Its latest consultation, launched last week, outlines plans to focus on “information about climate-related risks and opportunities that could reasonably be expected to influence decisions by primary users about assessments of an entity’s enterprise value across all time horizons, including the long term”.
The proposal puts the standard at odds with disclosure rules being developed in Europe, which require companies to explain both how sustainability issues might impact their profitability and how their performance on such issues might effect society and/or support environmental and social policy objectives. This approach has become known as ‘double materiality’.

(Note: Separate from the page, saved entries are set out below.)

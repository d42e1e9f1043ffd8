//! # Time-series kernels for the processing pipeline
//!
//! Small, allocation-light operations applied per trace by the
//! [`SignalProcessor`](crate::process::SignalProcessor): detrending, edge tapering, cutting to
//! a time window, and velocity → displacement integration. The causal Butterworth filters live
//! in [`butterworth`].

pub mod butterworth;

use hifitime::{Duration, Epoch};

use crate::dataset::Trace;
use crate::gridmt_errors::GridmtError;

/// Remove the mean from the samples.
pub fn detrend_mean(data: &mut [f64]) {
    if data.is_empty() {
        return;
    }
    let mean = data.iter().sum::<f64>() / data.len() as f64;
    for x in data.iter_mut() {
        *x -= mean;
    }
}

/// Remove the least-squares straight line from the samples.
pub fn detrend_linear(data: &mut [f64]) {
    let n = data.len();
    if n < 2 {
        return;
    }

    let x_mean = (n - 1) as f64 / 2.0;
    let y_mean = data.iter().sum::<f64>() / n as f64;

    let mut numerator = 0.0;
    let mut denominator = 0.0;
    for (i, y) in data.iter().enumerate() {
        let dx = i as f64 - x_mean;
        numerator += dx * (y - y_mean);
        denominator += dx * dx;
    }

    let slope = numerator / denominator;
    let intercept = y_mean - slope * x_mean;
    for (i, y) in data.iter_mut().enumerate() {
        *y -= intercept + slope * i as f64;
    }
}

/// Apply a Hann cosine ramp over `fraction` of the trace length at each edge.
///
/// `fraction` is clamped so the two ramps never overlap.
pub fn hann_taper(data: &mut [f64], fraction: f64) {
    let n = data.len();
    if n < 2 || fraction <= 0.0 {
        return;
    }

    let ramp = ((fraction * n as f64).round() as usize).min(n / 2);
    for i in 0..ramp {
        let w = 0.5 * (1.0 - (std::f64::consts::PI * i as f64 / ramp as f64).cos());
        data[i] *= w;
        data[n - 1 - i] *= w;
    }
}

/// Cumulative-sum integration in place (velocity → displacement).
pub fn integrate(trace: &mut Trace) {
    let dt = trace.dt;
    let mut running = 0.0;
    for x in &mut trace.data {
        running += *x;
        *x = running * dt;
    }
}

/// Cut a trace to the `[start, end]` window, keeping the samples whose times round into it.
///
/// The start time is advanced to the first retained sample. Windows reaching outside the
/// recorded span (beyond half a sample of slack at either edge) are an error; traces are
/// never zero-padded to fill a window.
pub fn cut(trace: &mut Trace, start: Epoch, end: Epoch) -> Result<(), GridmtError> {
    let dt = trace.dt;
    let offset_start = (start - trace.start_time).to_seconds();
    let offset_end = (end - trace.start_time).to_seconds();

    let i1 = (offset_start / dt).round() as i64;
    let i2 = (offset_end / dt).round() as i64;

    if i1 < 0 || i2 >= trace.data.len() as i64 || i2 < i1 {
        return Err(GridmtError::CutOutsideTrace {
            start: offset_start,
            end: offset_end,
        });
    }

    trace.data = trace.data[i1 as usize..=i2 as usize].to_vec();
    trace.start_time = trace.start_time + Duration::from_seconds(i1 as f64 * dt);
    Ok(())
}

While the EU, France and Switzerland are among those developing reporting rules based on double materiality, the UK has opted to split the two regulatory objectives: it is introducing disclosure requirements to address climate-related risks and opportunities (enterprise value) alongside building a green taxonomy to quantify companies’ contribution to environmental outcomes.
The US is likely to throw its weight behind using enterprise value, with the Securities and Exchange Commission meeting today to reveal its plans for standards.

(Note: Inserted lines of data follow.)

//! # Green's-function storage and per-origin selection
//!
//! A [`GreensLibrary`] holds Green's-function bundles for one or more candidate origins. The
//! grid-search engine asks it for the subset matching each origin via [`GreensLibrary::select`];
//! processing a whole library with a configured pipeline goes through [`GreensLibrary::map`],
//! which reuses the windows the pipeline derived from the observed data.
//!
//! Reading Green's functions from a database file format is an external concern; this module
//! only stores bundles that were already materialized as [`Bundle`] values.

use crate::dataset::{Bundle, Tag};
use crate::event::Origin;
use crate::gridmt_errors::GridmtError;
use crate::process::SignalProcessor;

/// Green's-function bundles, each tagged `type:greens` and carrying its origin.
#[derive(Debug, Clone, Default)]
pub struct GreensLibrary {
    bundles: Vec<Bundle>,
}

impl GreensLibrary {
    /// Build a library, tagging every bundle `type:greens` if not already tagged.
    pub fn new(bundles: Vec<Bundle>) -> Self {
        let mut library = GreensLibrary { bundles };
        for bundle in &mut library.bundles {
            if !bundle.has_tag(Tag::TypeGreens) {
                bundle.add_tag(Tag::TypeGreens);
            }
        }
        library
    }

    pub fn push(&mut self, mut bundle: Bundle) {
        if !bundle.has_tag(Tag::TypeGreens) {
            bundle.add_tag(Tag::TypeGreens);
        }
        self.bundles.push(bundle);
    }

    pub fn len(&self) -> usize {
        self.bundles.len()
    }

    pub fn is_empty(&self) -> bool {
        self.bundles.is_empty()
    }

    pub fn iter(&self) -> std::slice::Iter<'_, Bundle> {
        self.bundles.iter()
    }

    /// The subset of bundles whose origin equals the given origin (field-wise).
    pub fn select(&self, origin: &Origin) -> GreensSelection<'_> {
        GreensSelection {
            bundles: self
                .bundles
                .iter()
                .filter(|b| b.origin.as_deref() == Some(origin))
                .collect(),
        }
    }

    /// Apply a configured processor to every bundle, returning the processed library.
    ///
    /// Must be called with the same processor instance already used on the observed data, so
    /// the cut windows come from the data picks instead of being recomputed here.
    pub fn map(&self, processor: &mut SignalProcessor) -> Result<GreensLibrary, GridmtError> {
        let bundles = self
            .bundles
            .iter()
            .map(|bundle| processor.process(bundle, None, None))
            .collect::<Result<Vec<_>, _>>()?;
        Ok(GreensLibrary { bundles })
    }
}

/// Borrowed view over the bundles matching one origin.
#[derive(Debug, Clone)]
pub struct GreensSelection<'a> {
    bundles: Vec<&'a Bundle>,
}

impl<'a> GreensSelection<'a> {
    pub fn len(&self) -> usize {
        self.bundles.len()
    }

    pub fn is_empty(&self) -> bool {
        self.bundles.is_empty()
    }

    pub fn get(&self, index: usize) -> Option<&'a Bundle> {
        self.bundles.get(index).copied()
    }

    pub fn iter(&self) -> impl Iterator<Item = &'a Bundle> + '_ {
        self.bundles.iter().copied()
    }
}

XRB’s latest public consultation is on the Strategy, Metrics and Targets of the climate standard and closes on 13 April. It follows a similar consultation on Governance and Risk Management that closed in November 2021. A final standard is slated for December 2022.
If the timeframe remains in place, listed companies with a market capitalisation exceeding $60 million and financial institutions with total assets of more than $1 billion will be required to prepare a climate statement as part of their December 2023 disclosures. Emissions reports will need to be assured by the following year.
When disclosing a potential scenario analysis, XRB suggests entities should use a range of climate-related scenarios with as a minimum, a detailed explanation of both a 1.5°C and a greater than 2°C scenario.
Scope 3 emissions are also part of the suggested disclosure standards.
“These disclosures will mean information users, such as investors, will have sight of an entity’s potential risk-adjusted returns, their ability to meet financial obligations, and have a good idea of how they are managing or adapting to climate risks and opportunities,” stated XRB Board Chair Michele Embling.
The New Zealand Financial Markets Authority (FMA) will be responsible for compliance and enforcement of the reporting regime, although its Acting Director of Capital Markets, Paul Gregory, has already hinted at a flexible approach: “We recognise that reporting entities won’t achieve perfection on day one, so our compliance expectations will be focused on supporting entities to meet the new reporting requirements.”